De que modo impacta o avanço tecnológico nos setores comunicacional e cultural?
A mudança digital permitiu a confluência de todas as linguagens, usos e expressões, bem como a fusão de dados, sons e imagens numa linguagem digital única. Este impacto não cessa de manifestar-se em todas as áreas da sociedade e em todos os campos do conhecimento. Vivemos uma época em que a estética, a educação, o mercado e os campos científico, cultural, monetário e social estão sob uma influência completamente desproporcional das tecnologias. Os benefícios são, a meu juízo, indiscutíveis: permitem mais contato, mais intercâmbio, mais avanços científicos, mais expressões culturais e estéticas de uma forma sem precedentes. Porém, há ademais toda uma coleção de problemas.
Como? Quais?
Mantêm-se um abismo entre conectados e desconectados. A sociedade continua sendo extremamente desigual e injusta. As diferenças no usufruto tecnológico acentuam as diferenças entre as classes, os grupos, as comunidades. E isso tem a ver com a hegemonia.
Que fatores devem acompanhar a expansão da digitalização para reverter este cenário desigual, tendo em conta que a tecnologia não pode fazê-lo sozinha?
O capitalismo é uma fábrica de desigualdades, não promove uma distribuição de vantagens e benefícios de maneira igualitária. O próprio modo de produção é, por definição, um modo de diferenças, de desigualdades, de oportunidades totalmente apartadas da harmonia das classes, dos grupos, das pessoas. Sob a influência da ideologia do modo de produção capitalista é muito difícil que a tecnologia se encaminhe para uma conjuntura que facilite e estimule uma divisão mais igualitária dos benefícios e das possibilidades da tecnologia. Porém a expansão do consumo das tecnologias se faz sob o signo das desigualdades, porque, embora se esteja ampliando o mercado tecnológico comunicacional básico, o mesmo se dá de maneira estratificada.
Em que se manifesta concretamente essa distribuição injusta?
Muita gente está utilizando computadores: nas escolas primárias e secundárias, nas empresas, nas organizações não governamentais. Há uma expansão da base de consumo e das possibilidades de uso. Mas, esta expansão se desenrola de maneira desigual, porque há um tipo de tecnologia para os pobres e um tipo de tecnologia para os ricos.
Num cenário de alta concentração econômica como o atual, qual deveria ser o papel do Estado e que tipo de valoração se deve fazer da política para que a expansão tecnológica não contribua a uma apropriação desigual?
O papel do Estado é fundamental, não o digo somente como constatação teórica. Tenho viajado com freqüência pela América Latina, e publiquei inclusive no Brasil um livro intitulado A batalha da mídia, um trabalho de investigação sobre as novas políticas de comunicação dos governos progressistas latino-americanos.
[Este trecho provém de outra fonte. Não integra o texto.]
//! Logging setup for the `pgjsonl` binary.
//!
//! The library only emits `tracing` events; this is the one place a
//! subscriber is installed.

use tracing_subscriber::EnvFilter;
use tracing_subscriber::fmt;
use tracing_subscriber::prelude::*;

use crate::error::{AppError, Result};

/// Diagnostic output style on stderr.
#[derive(Debug, Clone, Copy, PartialEq, Eq, Default)]
pub enum LogFormat {
    #[default]
    Text,
    /// One JSON object per event, for `--json` runs.
    Json,
}

/// Default filter directive for the verbosity flags.
///
/// `-q` wins over `-v`.
#[must_use]
pub const fn default_directive(verbose: u8, quiet: bool) -> &'static str {
    if quiet {
        return "error";
    }
    match verbose {
        0 => "warn",
        1 => "info",
        2 => "debug",
        _ => "trace",
    }
}

/// Install the global subscriber.
///
/// `RUST_LOG`, when set, replaces the directive derived from the flags.
///
/// # Errors
///
/// Returns `Config` if `RUST_LOG` is malformed or a subscriber is already
/// installed.
pub fn init_logging(verbose: u8, quiet: bool, format: LogFormat) -> Result<()> {
    let filter = match std::env::var(EnvFilter::DEFAULT_ENV) {
        Ok(spec) if !spec.trim().is_empty() => EnvFilter::try_new(spec)
            .map_err(|e| AppError::config(format!("invalid RUST_LOG: {e}")))?,
        _ => EnvFilter::new(default_directive(verbose, quiet)),
    };

    let registry = tracing_subscriber::registry().with(filter);
    let installed = match format {
        LogFormat::Text => registry
            .with(
                fmt::layer()
                    .with_writer(std::io::stderr)
                    .with_target(verbose >= 2),
            )
            .try_init(),
        LogFormat::Json => registry
            .with(fmt::layer().json().with_writer(std::io::stderr))
            .try_init(),
    };
    installed.map_err(|e| AppError::config(format!("failed to install logger: {e}")))
}
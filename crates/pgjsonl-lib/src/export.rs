//! Export path: each table of a schema to one JSONL (or JSON) file.

use std::fs;
use std::path::{Path, PathBuf};

use crate::error::{PgJsonlError, Result};
use crate::jsonl::{write_json_array, write_jsonl};
use crate::model::{ExportFormat, ExportOptions, ExportReport, ExportTableResult};
use crate::session::{Query, Session};

/// Writes tables of one schema into an output directory.
pub struct Exporter<'a> {
    schema: &'a str,
    options: &'a ExportOptions,
}

impl<'a> Exporter<'a> {
    #[must_use]
    pub const fn new(schema: &'a str, options: &'a ExportOptions) -> Self {
        Self { schema, options }
    }

    /// Export every selected table into `output_dir`.
    ///
    /// # Errors
    ///
    /// Returns `Io` if the output directory cannot be created, or
    /// `Session` if the table list cannot be read. Failures of individual
    /// tables are recorded in the report.
    pub fn run(&self, session: &mut dyn Session, output_dir: &Path) -> Result<ExportReport> {
        fs::create_dir_all(output_dir)?;

        let tables = self.select_tables(session)?;
        tracing::info!(schema = self.schema, tables = tables.len(), "Starting export");

        let mut results = Vec::with_capacity(tables.len());
        for table in tables {
            let path = export_path(output_dir, &table, self.options.format);
            let result = match self.export_table(session, &table, &path) {
                Ok(rows) => {
                    tracing::info!(table = %table, rows, path = %path.display(), "Table exported");
                    ExportTableResult {
                        table,
                        path,
                        rows,
                        success: true,
                        error: None,
                    }
                }
                Err(e) => {
                    tracing::error!(table = %table, error = %e, "Table export failed");
                    ExportTableResult {
                        table,
                        path,
                        rows: 0,
                        success: false,
                        error: Some(e.to_string()),
                    }
                }
            };
            results.push(result);
        }
        Ok(ExportReport::new(results))
    }

    fn select_tables(&self, session: &mut dyn Session) -> Result<Vec<String>> {
        let mut tables = if self.options.tables.is_empty() {
            session
                .query(&Query::ListTables {
                    schema: self.schema.to_string(),
                })
                .map_err(|e| {
                    PgJsonlError::Session(format!(
                        "failed to list tables in schema {}: {e}",
                        self.schema
                    ))
                })?
                .into_iter()
                .filter_map(|row| row.into_iter().next().flatten())
                .collect()
        } else {
            self.options.tables.clone()
        };
        tables.retain(|t| !self.options.skip_tables.contains(t));
        Ok(tables)
    }

    fn export_table(&self, session: &mut dyn Session, table: &str, path: &Path) -> Result<u64> {
        check_file_stem(table)?;
        let rows = session
            .query(&Query::SelectJson {
                schema: self.schema.to_string(),
                table: table.to_string(),
            })
            .map_err(|e| PgJsonlError::Session(format!("failed to read {table}: {e}")))?;

        let skip = self.options.skip_columns.for_table(table);
        let mut objects = Vec::with_capacity(rows.len());
        for cell in rows.into_iter().filter_map(|row| row.into_iter().next().flatten()) {
            let mut value: serde_json::Value = serde_json::from_str(&cell)?;
            if let (Some(skip), Some(map)) = (skip, value.as_object_mut()) {
                map.retain(|k, _| !skip.contains(k));
            }
            objects.push(value);
        }

        let written = match self.options.format {
            ExportFormat::Jsonl => write_jsonl(path, objects)?,
            ExportFormat::Json => write_json_array(path, objects)?,
        };
        Ok(written as u64)
    }
}

/// Output path for `table` under `output_dir` in `format`.
#[must_use]
pub fn export_path(output_dir: &Path, table: &str, format: ExportFormat) -> PathBuf {
    output_dir.join(format!("{table}.{}", format.extension()))
}

/// Table names become file names; one that would leave the output
/// directory is refused.
fn check_file_stem(table: &str) -> Result<()> {
    let escapes = table.is_empty()
        || table == "."
        || table == ".."
        || table.contains(['/', '\\', '\0']);
    if escapes {
        return Err(PgJsonlError::config(format!(
            "table name {table:?} cannot be used as a file name"
        )));
    }
    Ok(())
}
Inclui o governo de Chávez na Venezuela, de Evo Morales na Bolívia, de Nestor e Cristina Kirchner na Argentina, Tabaré Vázquez e Pepe Mujica no Uruguai, Michele Bachelet no Chile, Daniel Ortega na Nicarágua e – com algumas dúvidas – o presidente Lula no Brasil. Na maioria dos países, os governos estão conscientes da necessidade de desenvolver políticas eletrônicas de comunicação para valorizar o paradigma das redes. O Estado precisa fazer inversões – cada vez maiores, a meu juízo – no desenvolvimento da informação cidadã, a qual tenha como ponto de partida o fortalecimento das redes sem finalidades lucrativas. A maioria dos presidentes progressistas da América Latina tem consciência da necessidade urgente de inversões públicas em tecnologias direcionadas para o meio social, para fomentar as formas de comunicação e expressão cultural por fora da lógica hegemônica das indústrias culturais. Parece-me que o papel do Estado não deve anular a iniciativa privada. Não se trata de instituir ditaduras estatais que impeçam a existência de outras visões de mundo.
Por que faz esta declaração?
Quando defendemos o pluralismo, isso se refere a ambos os lados. O outro mundo e a outra comunicação que desejo viver inclui outros olhares sobre a vida social, cultural, econômica e política. O problema é que a dramática concentração dos meios de comunicação e das indústrias culturais constitui um obstáculo, uma barreira para a emergência de outras vozes na arena social.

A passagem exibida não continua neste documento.